So, I asked my good Australian friend and housemate, David, if he'd like to join me for the first session of play on the second day. He sounded unenthusiastic in his response: he didn't have a dog in this particular race, and why would he want to go out on a cold winter's night? Sensing his hesitation, I played my trump card: "You know, there's a new Pakistani quick that's playing - I've heard he's bloody fast". At this, David's ears perked up, and a few minutes later, loaded down with heavy jackets, scarves and gloves, we stepped out to make that long walk. (Shoaib Akhtar did do a lot of damage that day)
Eleven years on, a new Pakistani quick is still occasion for excitement.
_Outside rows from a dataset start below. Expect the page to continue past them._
use std::{collections::HashMap, hash::Hash};

use log::{info, warn};
use serde_json::Value;

use shadow_sync_shared::{AssociateValueInfo, EventMutLevel, NodeKind, ReplayConfig};

use crate::{
    context::ShadowBackendContext,
    element::{ComponentOptions, ShadowElement},
};

/// Variant of a live node, as far as replay is concerned
#[derive(Clone, Debug, PartialEq)]
pub enum ReplayNode {
    Text(String),
    Element {
        logical_name: String,
        styling_name: String,
    },
    Virtual {
        name: String,
        inherit_slots: bool,
    },
    Component(ComponentOptions),
    ShadowRoot,
}

/// One registered event listener
#[derive(Clone, Debug, PartialEq)]
pub struct ListenerInfo {
    pub event_type: String,
    pub capture: bool,
    pub mut_level: EventMutLevel,
}

/// Current attribute state of a non-text node
#[derive(Clone, Debug, Default, PartialEq)]
pub struct ElementState {
    pub id: Option<String>,
    pub classes: Vec<String>,
    /// Empty segments are skipped
    pub style_segments: Vec<String>,
    pub attributes: Vec<(String, Value)>,
    pub dataset: Vec<(String, Value)>,
    pub listeners: Vec<ListenerInfo>,
    pub slot: Option<String>,
    /// Set when the node is itself a slot
    pub slot_name: Option<String>,
    pub class_aliases: Vec<(String, Vec<String>)>,
}

/// Read access to a live logical tree, supplied by the host framework
pub trait ReplaySource {
    type Node: Clone + Eq + Hash;

    fn kind(&self, node: &Self::Node) -> ReplayNode;

    /// Light children in order
    fn children(&self, node: &Self::Node) -> Vec<Self::Node>;

    fn shadow_root(&self, node: &Self::Node) -> Option<Self::Node>;

    /// The slot a light child is currently distributed into
    fn slot_element(&self, node: &Self::Node) -> Option<Self::Node>;

    fn element_state(&self, node: &Self::Node) -> ElementState;

    fn associate_value(&self, _node: &Self::Node) -> AssociateValueInfo {
        AssociateValueInfo::default()
    }

    fn model_binding_listeners(&self, _node: &Self::Node) -> Vec<(String, Box<dyn FnMut(Value)>)> {
        Vec::new()
    }

    /// An element already holding an id on this side. Its creation is
    /// announced again under that id instead of allocating a new one.
    fn existing_element(&self, _node: &Self::Node) -> Option<ShadowElement> {
        None
    }

    fn after_replay(&mut self, _node: &Self::Node, _element: &ShadowElement) {}
}

struct Replayer<'a, S: ReplaySource> {
    context: &'a mut ShadowBackendContext,
    source: &'a mut S,
    config: &'a ReplayConfig,
    elements: HashMap<S::Node, ShadowElement>,
    deferred_slots: Vec<(ShadowElement, S::Node)>,
}

impl<'a, S: ReplaySource> Replayer<'a, S> {
    fn replay_node(&mut self, node: &S::Node, owner: &ShadowElement) -> ShadowElement {
        let element = match self.source.kind(node) {
            ReplayNode::Text(text) => self.replay_text(node, &text, owner),
            ReplayNode::Element {
                logical_name,
                styling_name,
            } => self.replay_element(node, &logical_name, &styling_name, owner),
            ReplayNode::Virtual {
                name,
                inherit_slots,
            } => self.replay_virtual(node, &name, inherit_slots, owner),
            ReplayNode::Component(options) => self.replay_component(node, &options, owner),
            ReplayNode::ShadowRoot => {
                self.replay_shadow_root(node, owner);
                *owner
            }
        };
        self.source.after_replay(node, &element);
        self.elements.insert(node.clone(), element);
        element
    }

    fn prepare(&mut self, node: &S::Node, kind: NodeKind) -> Option<ShadowElement> {
        self.source
            .existing_element(node)
            .filter(|element| element.kind() == kind)
    }

    fn replay_text(&mut self, node: &S::Node, text: &str, owner: &ShadowElement) -> ShadowElement {
        match self.prepare(node, NodeKind::TextNode) {
            Some(element) => {
                self.context.announce_text_node(&element, text, owner);
                element
            }
            None => self.context.create_text_node(text, owner),
        }
    }

    fn replay_element(
        &mut self,
        node: &S::Node,
        logical_name: &str,
        styling_name: &str,
        owner: &ShadowElement,
    ) -> ShadowElement {
        let element = match self.prepare(node, NodeKind::Element) {
            Some(element) => {
                self.context
                    .announce_element(&element, logical_name, styling_name, owner);
                element
            }
            None => self
                .context
                .create_element(logical_name, styling_name, owner),
        };
        self.context
            .associate_value(&element, self.source.associate_value(node));
        let state = self.source.element_state(node);
        self.set_attributes(&element, &state);
        for (attribute, listener) in self.source.model_binding_listeners(node) {
            self.context
                .set_model_binding_stat(&element, &attribute, listener);
        }
        self.replay_children(node, &element, owner);
        element
    }

    fn replay_shadow_root(&mut self, node: &S::Node, shadow_root: &ShadowElement) {
        self.context
            .associate_value(shadow_root, self.source.associate_value(node));
        let state = self.source.element_state(node);
        self.set_attributes(shadow_root, &state);
        self.replay_children(node, shadow_root, shadow_root);
    }

    fn replay_virtual(
        &mut self,
        node: &S::Node,
        name: &str,
        inherit_slots: bool,
        owner: &ShadowElement,
    ) -> ShadowElement {
        let element = match self.prepare(node, NodeKind::VirtualNode) {
            Some(element) => {
                self.context.announce_virtual_node(&element, name, owner);
                element
            }
            None => self.context.create_virtual_node(name, owner),
        };
        self.context
            .associate_value(&element, self.source.associate_value(node));
        if inherit_slots {
            self.context.set_inherit_slots(&element);
        }
        let state = self.source.element_state(node);
        self.set_attributes(&element, &state);
        self.replay_children(node, &element, owner);
        element
    }

    fn replay_component(
        &mut self,
        node: &S::Node,
        options: &ComponentOptions,
        owner: &ShadowElement,
    ) -> ShadowElement {
        let element = match self.prepare(node, NodeKind::Component) {
            Some(element) if element.shadow_root().is_some() => {
                self.context.announce_component(&element, options, owner);
                element
            }
            _ => self.context.create_component(options, owner),
        };
        self.context
            .associate_value(&element, self.source.associate_value(node));
        let state = self.source.element_state(node);
        self.set_attributes(&element, &state);
        for (class, targets) in &state.class_aliases {
            self.context
                .set_class_alias(&element, class, targets.clone());
        }

        // slots live in the shadow tree, so it goes first
        if let (Some(shadow_node), Some(shadow_root)) =
            (self.source.shadow_root(node), element.shadow_root())
        {
            self.replay_node(&shadow_node, &shadow_root);
        }
        self.replay_children(node, &element, owner);
        element
    }

    fn set_attributes(&mut self, element: &ShadowElement, state: &ElementState) {
        if let Some(id) = &state.id {
            if !id.is_empty() {
                self.context.set_id(element, id);
            }
        }
        for class in &state.classes {
            self.context.add_class(element, class);
        }
        for (segment, style) in state.style_segments.iter().enumerate() {
            if !style.is_empty() {
                self.context.set_style(element, style, segment as u32);
            }
        }
        for (name, value) in &state.attributes {
            self.context.set_attribute(element, name, value.clone());
        }
        for (name, value) in &state.dataset {
            self.context.set_dataset(element, name, value.clone());
        }
        for (event_type, capture, mut_level) in collapse_listeners(&state.listeners) {
            self.context
                .set_listener_stats(element, &event_type, capture, mut_level);
        }
        if let Some(slot) = &state.slot {
            if !slot.is_empty() {
                self.context.set_slot(element, slot);
            }
        }
        if let Some(slot_name) = &state.slot_name {
            self.context.set_slot_name(element, slot_name);
        }
    }

    fn replay_children(&mut self, node: &S::Node, parent: &ShadowElement, owner: &ShadowElement) {
        let children = self.source.children(node);
        let elements: Vec<(S::Node, ShadowElement)> = children
            .into_iter()
            .map(|child| {
                let element = self.replay_node(&child, owner);
                (child, element)
            })
            .collect();

        if elements.len() >= self.config.batch_threshold {
            let fragment = self.context.create_fragment();
            for (_, child) in &elements {
                self.context.append_child(&fragment, child);
            }
            self.context.splice_append(parent, &fragment);
            self.context.release(&fragment);
        } else {
            for (_, child) in &elements {
                self.context.append_child(parent, child);
            }
        }

        self.replay_slot_membership(&elements);
    }

    /// Assigns children to their slots, one group per slot in order of
    /// first appearance
    fn replay_slot_membership(&mut self, children: &[(S::Node, ShadowElement)]) {
        let mut groups: Vec<(S::Node, Vec<ShadowElement>)> = Vec::new();
        for (child, element) in children {
            let Some(slot) = self.source.slot_element(child) else {
                continue;
            };
            match groups.iter_mut().find(|(other, _)| *other == slot) {
                Some((_, members)) => members.push(*element),
                None => groups.push((slot, vec![*element])),
            }
        }

        // one message per member, grouping only keeps members of a slot adjacent
        for (slot, members) in groups {
            match self.elements.get(&slot).copied() {
                Some(slot_element) => {
                    for member in members {
                        self.context.set_slot_element(&member, Some(&slot_element));
                    }
                }
                None => {
                    for member in members {
                        self.deferred_slots.push((member, slot.clone()));
                    }
                }
            }
        }
    }

    fn finish(&mut self) {
        for (member, slot) in std::mem::take(&mut self.deferred_slots) {
            match self.elements.get(&slot).copied() {
                Some(slot_element) => self.context.set_slot_element(&member, Some(&slot_element)),
                None => warn!(
                    "slot of {} lies outside the replayed subtree",
                    member.id()
                ),
            }
        }
    }
}

/// Reduces every listener of one event type and phase to the single level
/// covering all of them. Bubble phase is reported before capture phase.
pub fn collapse_listeners(listeners: &[ListenerInfo]) -> Vec<(String, bool, EventMutLevel)> {
    let mut order: Vec<&str> = Vec::new();
    let mut levels: HashMap<(&str, bool), EventMutLevel> = HashMap::new();
    for listener in listeners {
        let event_type = listener.event_type.as_str();
        if !order.contains(&event_type) {
            order.push(event_type);
        }
        let level = levels
            .entry((event_type, listener.capture))
            .or_insert(listener.mut_level);
        if listener.mut_level > *level {
            *level = listener.mut_level;
        }
    }

    let mut collapsed = Vec::new();
    for event_type in order {
        for capture in [false, true] {
            if let Some(level) = levels.get(&(event_type, capture)) {
                collapsed.push((event_type.to_string(), capture, *level));
            }
        }
    }
    collapsed
}

impl ShadowBackendContext {
    /// Announces the given live subtrees to a freshly attached view side and
    /// appends them to the root shadow root.
    ///
    /// Identities are stable within one call only: a node met twice (e.g.
    /// as a child and as a slot) resolves to the same element, but two calls
    /// allocate independently unless the source reports existing elements.
    pub fn replay<S: ReplaySource>(
        &mut self,
        source: &mut S,
        roots: &[S::Node],
        config: &ReplayConfig,
    ) -> Vec<ShadowElement> {
        let root = self.root();
        let mut replayer = Replayer {
            context: self,
            source,
            config,
            elements: HashMap::new(),
            deferred_slots: Vec::new(),
        };

        let mut replayed = Vec::new();
        for node in roots {
            if replayer.source.kind(node) == ReplayNode::ShadowRoot {
                warn!("a shadow root cannot be replayed as a root, skipping it");
                continue;
            }
            let element = replayer.replay_node(node, &root);
            replayer.context.append_child(&root, &element);
            replayed.push(element);
        }
        replayer.finish();
        info!("replayed {} root(s)", replayed.len());
        replayed
    }
}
Wahab Riaz's debut was spectacular all right, but to be honest, I'm writing because in all the cricket I've watched this year, some of the most thrilling moments have been provided by Mohammed Amir, Pakistan's latest production from its mysterious factory dedicated to producing pacemen (its location hasn't been reliably ascertained, but there is some suspicion it is located in the Punjab).
Amir does all a left-arm quick could and should do: he bowls genuinely express deliveries; he cuts and seams the ball; he can reverse swing; he can bowl yorkers and short-pitched deliveries with ease. And to cap it all off, he has amazing body language: besides the electric smile and the aeroplane celebrations, he possesses an action that conveys the power and dynamism of pace bowling in ample measure (and like that of some greats of years gone by, is whippy and muscular both).
Fast bowlers are sometimes called the showponies of cricket, those that aim to the provide the supposedly most thrilling sight of all, that of a stump sent cartwheeling. Amir always promises a grand visual feast in that sense, but he also prompts admiration at the sight of a young man dealing in the advanced skills of his trade with consummate mastery (he conceals the ball in his run-up as well as anyone out there).
I don't know where this young man's career is headed, but for his sake and for the sake of cricket spectators the world over, I hope he stays fit. Batsmen the world over might not appreciate my attempts to get the gods of fate squared up behind Amir, but even they, when standing at the non-striker's end, might find the generosity of spirit to appreciate this budding maestro's skills.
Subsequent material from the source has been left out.